*** Block opens ***

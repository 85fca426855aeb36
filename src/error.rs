//! Error types for the oneshot CLI.
//!
//! Uses thiserror for derive macros and provides user-actionable error messages.

use crate::exit_codes;
use crate::prompt::TemplateError;
use thiserror::Error;

/// Main error type for oneshot operations.
///
/// Every variant is fatal: the process prints the message and exits with
/// the variant's exit code without producing any prompt output.
#[derive(Error, Debug)]
pub enum OneshotError {
    /// The summary was empty after whitespace normalization.
    #[error("Summary cannot be empty.")]
    EmptySummary,

    /// The `--answers-json` payload did not decode to a JSON object.
    #[error("Invalid JSON for --answers-json: {0}")]
    MalformedPayload(String),

    /// The config file could not be read, parsed, or validated.
    #[error("{0}")]
    ConfigError(String),

    /// The prompt template could not be rendered.
    #[error("failed to render prompt: {0}")]
    Template(#[from] TemplateError),

    /// Reading answers or writing output failed.
    #[error("I/O error: {0}")]
    Io(#[from] std::io::Error),
}

impl OneshotError {
    /// Returns the appropriate exit code for this error type.
    pub fn exit_code(&self) -> i32 {
        match self {
            OneshotError::EmptySummary => exit_codes::USER_ERROR,
            OneshotError::MalformedPayload(_) => exit_codes::USER_ERROR,
            OneshotError::ConfigError(_) => exit_codes::USER_ERROR,
            OneshotError::Template(_) => exit_codes::USER_ERROR,
            OneshotError::Io(_) => exit_codes::IO_FAILURE,
        }
    }
}

/// Result type alias for oneshot operations.
pub type Result<T> = std::result::Result<T, OneshotError>;
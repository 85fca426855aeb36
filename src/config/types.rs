//! Configuration constants and default value functions.

/// Sentinel substituted for any missing or blank answer.
pub const DEFAULT_ANSWER: &str = "Not specified";

pub(crate) fn default_answer() -> String {
    DEFAULT_ANSWER.to_string()
}

pub(crate) fn default_banner_width() -> usize {
    80
}

pub(crate) fn default_true() -> bool {
    true
}
//! Logging setup.
//!
//! Log records go to stderr so they never mix with the prompt on stdout.
//! `RUST_LOG` takes precedence over the `-v` flags.

use log::LevelFilter;

/// Map the `-v` count to a default filter.
pub fn level_for_verbosity(verbose: u8) -> LevelFilter {
    match verbose {
        0 => LevelFilter::Warn,
        1 => LevelFilter::Info,
        2 => LevelFilter::Debug,
        _ => LevelFilter::Trace,
    }
}

/// Initialize the global logger. Safe to call more than once.
pub fn init_logger(verbose: u8) {
    let default_level = level_for_verbosity(verbose).to_string().to_lowercase();
    let mut builder =
        env_logger::Builder::from_env(env_logger::Env::default().default_filter_or(default_level));
    builder.format_timestamp(None);
    builder.target(env_logger::Target::Stderr);

    let _ = builder.try_init();
}

#[cfg(test)]
mod tests {
    use super::*;

    #[test]
    fn verbosity_levels() {
        assert_eq!(level_for_verbosity(0), LevelFilter::Warn);
        assert_eq!(level_for_verbosity(1), LevelFilter::Info);
        assert_eq!(level_for_verbosity(2), LevelFilter::Debug);
        assert_eq!(level_for_verbosity(9), LevelFilter::Trace);
    }
}
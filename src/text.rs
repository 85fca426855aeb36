//! Whitespace normalization shared by the summary and every answer.

use regex::Regex;
use std::sync::LazyLock;

static WHITESPACE_RUN: LazyLock<Regex> =
    LazyLock::new(|| Regex::new(r"\s+").expect("Invalid whitespace regex"));

/// Collapse every run of whitespace to a single space and trim both ends.
///
/// Idempotent: normalizing an already-normalized string returns it unchanged.
pub fn normalize(text: &str) -> String {
    WHITESPACE_RUN.replace_all(text.trim(), " ").into_owned()
}

#[cfg(test)]
mod tests {
    use super::*;

    #[test]
    fn collapses_internal_runs() {
        assert_eq!(normalize("a  b\t\tc\n\nd"), "a b c d");
    }

    #[test]
    fn trims_both_ends() {
        assert_eq!(normalize("  \n hello world \t "), "hello world");
    }

    #[test]
    fn whitespace_only_becomes_empty() {
        assert_eq!(normalize(" \t\r\n "), "");
        assert_eq!(normalize(""), "");
    }

    #[test]
    fn unicode_whitespace_is_collapsed() {
        assert_eq!(normalize("a\u{00A0}\u{2003}b"), "a b");
    }

    #[test]
    fn is_idempotent() {
        for input in [
            "",
            "plain",
            "  Build a   web API\nfor tracking tasks  ",
            "\ttabs\tand\r\nnewlines\t",
        ] {
            let once = normalize(input);
            assert_eq!(normalize(&once), once, "input: {:?}", input);
        }
    }
}
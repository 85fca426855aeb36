//! Prompt composition.
//!
//! This module provides:
//!
//! - **Template**: `{variable}` substitution engine
//! - **Composer**: renders the summary and answers into the final prompt
//!
//! # Template Syntax
//!
//! Templates use `{variable}` placeholders:
//!
//! ```text
//! ## Project Summary
//!
//! {summary}
//! ```
//!
//! Use `{{` to escape and render a literal `{`.

mod composer;
mod template;

pub use composer::{compose_prompt, render_output};
pub use template::TemplateError;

*** Block closes ***

■ Your instructions: The full data must appear again, retyped in every detail.

■ Task solution:
repository 85fca426855aeb36
filename src/error.rs
//! Error types for the oneshot CLI.
//!
//! Uses thiserror for derive macros and provides user-actionable error messages.

use crate::exit_codes;
use crate::prompt::TemplateError;
use thiserror::Error;

/// Main error type for oneshot operations.
///
/// Every variant is fatal: the process prints the message and exits with
/// the variant's exit code without producing any prompt output.
#[derive(Error, Debug)]
pub enum OneshotError {
    /// The summary was empty after whitespace normalization.
    #[error("Summary cannot be empty.")]
    EmptySummary,

    /// The `--answers-json` payload did not decode to a JSON object.
    #[error("Invalid JSON for --answers-json: {0}")]
    MalformedPayload(String),

    /// The config file could not be read, parsed, or validated.
    #[error("{0}")]
    ConfigError(String),

    /// The prompt template could not be rendered.
    #[error("failed to render prompt: {0}")]
    Template(#[from] TemplateError),

    /// Reading answers or writing output failed.
    #[error("I/O error: {0}")]
    Io(#[from] std::io::Error),
}

impl OneshotError {
    /// Returns the appropriate exit code for this error type.
    pub fn exit_code(&self) -> i32 {
        match self {
            OneshotError::EmptySummary => exit_codes::USER_ERROR,
            OneshotError::MalformedPayload(_) => exit_codes::USER_ERROR,
            OneshotError::ConfigError(_) => exit_codes::USER_ERROR,
            OneshotError::Template(_) => exit_codes::USER_ERROR,
            OneshotError::Io(_) => exit_codes::IO_FAILURE,
        }
    }
}

/// Result type alias for oneshot operations.
pub type Result<T> = std::result::Result<T, OneshotError>;
repository 85fca426855aeb36
filename src/config/types.rs
//! Configuration constants and default value functions.

/// Sentinel substituted for any missing or blank answer.
pub const DEFAULT_ANSWER: &str = "Not specified";

pub(crate) fn default_answer() -> String {
    DEFAULT_ANSWER.to_string()
}

pub(crate) fn default_banner_width() -> usize {
    80
}

pub(crate) fn default_true() -> bool {
    true
}
//! Logging setup.
//!
//! Log records go to stderr so they never mix with the prompt on stdout.
//! `RUST_LOG` takes precedence over the `-v` flags.

use log::LevelFilter;

/// Map the `-v` count to a default filter.
pub fn level_for_verbosity(verbose: u8) -> LevelFilter {
    match verbose {
        0 => LevelFilter::Warn,
        1 => LevelFilter::Info,
        2 => LevelFilter::Debug,
        _ => LevelFilter::Trace,
    }
}

/// Initialize the global logger. Safe to call more than once.
pub fn init_logger(verbose: u8) {
    let default_level = level_for_verbosity(verbose).to_string().to_lowercase();
    let mut builder =
        env_logger::Builder::from_env(env_logger::Env::default().default_filter_or(default_level));
    builder.format_timestamp(None);
    builder.target(env_logger::Target::Stderr);

    let _ = builder.try_init();
}

#[cfg(test)]
mod tests {
    use super::*;

    #[test]
    fn verbosity_levels() {
        assert_eq!(level_for_verbosity(0), LevelFilter::Warn);
        assert_eq!(level_for_verbosity(1), LevelFilter::Info);
        assert_eq!(level_for_verbosity(2), LevelFilter::Debug);
        assert_eq!(level_for_verbosity(9), LevelFilter::Trace);
    }
}
filename src/text.rs
repository 85fca426855aeb36
//! Whitespace normalization shared by the summary and every answer.

use regex::Regex;
use std::sync::LazyLock;

static WHITESPACE_RUN: LazyLock<Regex> =
    LazyLock::new(|| Regex::new(r"\s+").expect("Invalid whitespace regex"));

/// Collapse every run of whitespace to a single space and trim both ends.
///
/// Idempotent: normalizing an already-normalized string returns it unchanged.
pub fn normalize(text: &str) -> String {
    WHITESPACE_RUN.replace_all(text.trim(), " ").into_owned()
}

#[cfg(test)]
mod tests {
    use super::*;

    #[test]
    fn collapses_internal_runs() {
        assert_eq!(normalize("a  b\t\tc\n\nd"), "a b c d");
    }

    #[test]
    fn trims_both_ends() {
        assert_eq!(normalize("  \n hello world \t "), "hello world");
    }

    #[test]
    fn whitespace_only_becomes_empty() {
        assert_eq!(normalize(" \t\r\n "), "");
        assert_eq!(normalize(""), "");
    }

    #[test]
    fn unicode_whitespace_is_collapsed() {
        assert_eq!(normalize("a\u{00A0}\u{2003}b"), "a b");
    }

    #[test]
    fn is_idempotent() {
        for input in [
            "",
            "plain",
            "  Build a   web API\nfor tracking tasks  ",
            "\ttabs\tand\r\nnewlines\t",
        ] {
            let once = normalize(input);
            assert_eq!(normalize(&once), once, "input: {:?}", input);
        }
    }
}
repository 85fca426855aeb36
//! Prompt composition.
//!
//! This module provides:
//!
//! - **Template**: `{variable}` substitution engine
//! - **Composer**: renders the summary and answers into the final prompt
//!
//! # Template Syntax
//!
//! Templates use `{variable}` placeholders:
//!
//! ```text
//! ## Project Summary
//!
//! {summary}
//! ```
//!
//! Use `{{` to escape and render a literal `{`.

mod composer;
mod template;

pub use composer::{compose_prompt, render_output};
pub use template::TemplateError;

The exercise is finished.